Stored data
════════════════

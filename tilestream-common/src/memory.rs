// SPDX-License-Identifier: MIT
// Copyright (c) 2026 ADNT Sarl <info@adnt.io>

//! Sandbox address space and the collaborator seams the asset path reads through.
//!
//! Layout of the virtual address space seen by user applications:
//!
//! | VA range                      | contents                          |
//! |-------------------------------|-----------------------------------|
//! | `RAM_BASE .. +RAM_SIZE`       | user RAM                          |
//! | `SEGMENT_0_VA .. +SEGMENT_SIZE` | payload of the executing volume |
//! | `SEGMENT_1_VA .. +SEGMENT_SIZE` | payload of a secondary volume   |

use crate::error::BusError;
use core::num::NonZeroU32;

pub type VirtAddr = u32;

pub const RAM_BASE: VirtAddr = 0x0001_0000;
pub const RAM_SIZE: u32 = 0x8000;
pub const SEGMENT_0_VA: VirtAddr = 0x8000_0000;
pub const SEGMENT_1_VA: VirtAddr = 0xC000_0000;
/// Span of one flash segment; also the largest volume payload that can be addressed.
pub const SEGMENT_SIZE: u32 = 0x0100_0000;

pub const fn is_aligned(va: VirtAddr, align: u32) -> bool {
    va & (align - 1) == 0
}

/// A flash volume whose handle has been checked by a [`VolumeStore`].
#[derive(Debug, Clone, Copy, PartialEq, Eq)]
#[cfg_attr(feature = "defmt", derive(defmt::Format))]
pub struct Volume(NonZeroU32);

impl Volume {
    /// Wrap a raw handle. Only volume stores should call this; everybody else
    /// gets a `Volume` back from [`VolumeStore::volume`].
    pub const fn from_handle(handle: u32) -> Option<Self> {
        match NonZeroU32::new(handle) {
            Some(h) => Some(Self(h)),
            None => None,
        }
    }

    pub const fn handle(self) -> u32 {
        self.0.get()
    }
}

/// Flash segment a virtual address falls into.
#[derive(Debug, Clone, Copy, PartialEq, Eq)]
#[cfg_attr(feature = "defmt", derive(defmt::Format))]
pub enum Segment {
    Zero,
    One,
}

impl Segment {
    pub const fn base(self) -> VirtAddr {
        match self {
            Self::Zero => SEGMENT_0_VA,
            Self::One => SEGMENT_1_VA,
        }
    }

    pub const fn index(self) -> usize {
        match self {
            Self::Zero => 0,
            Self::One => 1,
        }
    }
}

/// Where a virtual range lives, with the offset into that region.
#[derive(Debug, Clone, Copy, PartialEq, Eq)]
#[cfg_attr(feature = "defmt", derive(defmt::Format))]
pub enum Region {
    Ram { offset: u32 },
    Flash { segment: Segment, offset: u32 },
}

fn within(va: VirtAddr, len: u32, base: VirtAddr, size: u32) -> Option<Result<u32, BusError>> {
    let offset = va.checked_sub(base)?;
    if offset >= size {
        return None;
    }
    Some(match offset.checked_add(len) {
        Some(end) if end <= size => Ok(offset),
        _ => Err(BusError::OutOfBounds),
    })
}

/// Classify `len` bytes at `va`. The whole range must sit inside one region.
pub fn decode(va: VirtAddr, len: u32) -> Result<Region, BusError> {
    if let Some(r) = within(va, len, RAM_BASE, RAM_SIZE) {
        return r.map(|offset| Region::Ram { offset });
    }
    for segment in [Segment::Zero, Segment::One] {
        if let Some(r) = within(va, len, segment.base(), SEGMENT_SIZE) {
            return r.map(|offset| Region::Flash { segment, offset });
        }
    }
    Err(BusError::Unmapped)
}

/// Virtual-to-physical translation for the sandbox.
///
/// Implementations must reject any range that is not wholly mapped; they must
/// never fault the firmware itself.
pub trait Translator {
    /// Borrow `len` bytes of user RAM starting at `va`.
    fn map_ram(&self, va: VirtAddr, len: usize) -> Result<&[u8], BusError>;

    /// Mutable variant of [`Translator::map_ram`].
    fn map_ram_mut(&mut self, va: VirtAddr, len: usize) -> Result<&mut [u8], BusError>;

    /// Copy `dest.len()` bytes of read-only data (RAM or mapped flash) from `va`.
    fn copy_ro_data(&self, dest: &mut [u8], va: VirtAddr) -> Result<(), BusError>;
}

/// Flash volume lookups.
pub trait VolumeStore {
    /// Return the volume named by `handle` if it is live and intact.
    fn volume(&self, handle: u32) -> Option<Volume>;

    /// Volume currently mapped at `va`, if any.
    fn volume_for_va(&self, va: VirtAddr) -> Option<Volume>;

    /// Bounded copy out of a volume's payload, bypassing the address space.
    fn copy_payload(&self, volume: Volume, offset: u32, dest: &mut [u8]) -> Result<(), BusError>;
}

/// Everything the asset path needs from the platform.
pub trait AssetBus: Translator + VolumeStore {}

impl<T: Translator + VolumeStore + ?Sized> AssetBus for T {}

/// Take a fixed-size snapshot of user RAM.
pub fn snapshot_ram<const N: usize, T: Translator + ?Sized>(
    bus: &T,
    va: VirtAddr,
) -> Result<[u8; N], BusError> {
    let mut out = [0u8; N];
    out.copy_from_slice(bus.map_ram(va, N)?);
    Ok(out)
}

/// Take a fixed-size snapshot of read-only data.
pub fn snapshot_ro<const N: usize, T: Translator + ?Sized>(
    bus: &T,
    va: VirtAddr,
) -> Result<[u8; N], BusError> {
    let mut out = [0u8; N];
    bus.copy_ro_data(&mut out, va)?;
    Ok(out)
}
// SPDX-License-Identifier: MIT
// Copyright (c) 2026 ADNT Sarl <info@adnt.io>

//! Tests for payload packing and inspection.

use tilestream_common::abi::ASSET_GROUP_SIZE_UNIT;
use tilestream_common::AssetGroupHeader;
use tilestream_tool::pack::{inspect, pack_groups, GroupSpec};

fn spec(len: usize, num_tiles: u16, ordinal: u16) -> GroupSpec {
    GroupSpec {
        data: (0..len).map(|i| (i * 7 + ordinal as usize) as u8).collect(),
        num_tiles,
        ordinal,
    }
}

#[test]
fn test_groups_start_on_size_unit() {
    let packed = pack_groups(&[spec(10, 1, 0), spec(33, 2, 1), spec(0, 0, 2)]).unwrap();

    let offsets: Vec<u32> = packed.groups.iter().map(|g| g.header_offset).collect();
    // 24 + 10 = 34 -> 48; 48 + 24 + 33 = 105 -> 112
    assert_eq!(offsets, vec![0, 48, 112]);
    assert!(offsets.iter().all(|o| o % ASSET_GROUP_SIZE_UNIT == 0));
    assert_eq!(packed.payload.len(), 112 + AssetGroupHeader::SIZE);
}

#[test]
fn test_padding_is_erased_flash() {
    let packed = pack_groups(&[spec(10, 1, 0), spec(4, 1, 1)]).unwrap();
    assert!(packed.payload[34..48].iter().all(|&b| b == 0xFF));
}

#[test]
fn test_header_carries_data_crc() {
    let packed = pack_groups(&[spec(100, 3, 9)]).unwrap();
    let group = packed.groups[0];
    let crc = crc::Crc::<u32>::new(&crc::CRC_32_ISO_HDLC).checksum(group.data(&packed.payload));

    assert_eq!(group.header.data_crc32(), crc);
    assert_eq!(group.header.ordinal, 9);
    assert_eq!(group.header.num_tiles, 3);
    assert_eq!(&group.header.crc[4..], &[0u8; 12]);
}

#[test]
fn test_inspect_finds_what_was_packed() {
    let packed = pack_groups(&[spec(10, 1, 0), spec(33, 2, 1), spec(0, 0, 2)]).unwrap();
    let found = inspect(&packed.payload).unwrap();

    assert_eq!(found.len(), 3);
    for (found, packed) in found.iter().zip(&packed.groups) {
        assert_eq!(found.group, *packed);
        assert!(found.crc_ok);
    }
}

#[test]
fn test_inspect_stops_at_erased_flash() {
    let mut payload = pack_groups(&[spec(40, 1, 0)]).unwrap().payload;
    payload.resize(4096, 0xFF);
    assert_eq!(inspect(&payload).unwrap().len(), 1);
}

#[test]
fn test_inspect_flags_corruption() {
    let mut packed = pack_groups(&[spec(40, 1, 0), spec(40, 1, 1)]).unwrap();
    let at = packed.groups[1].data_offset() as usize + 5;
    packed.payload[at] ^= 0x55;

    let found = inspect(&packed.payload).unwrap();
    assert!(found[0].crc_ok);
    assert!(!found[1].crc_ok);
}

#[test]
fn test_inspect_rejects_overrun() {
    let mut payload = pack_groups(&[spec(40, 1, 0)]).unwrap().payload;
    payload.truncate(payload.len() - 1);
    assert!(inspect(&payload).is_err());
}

════════════════

EXERCISE: Throughout the records above, find the lines in which the word "dest" appears and return them.

REPLY TO THE TASK:
    /// Copy `dest.len()` bytes of read-only data (RAM or mapped flash) from `va`.
    fn copy_ro_data(&self, dest: &mut [u8], va: VirtAddr) -> Result<(), BusError>;
    fn copy_payload(&self, volume: Volume, offset: u32, dest: &mut [u8]) -> Result<(), BusError>;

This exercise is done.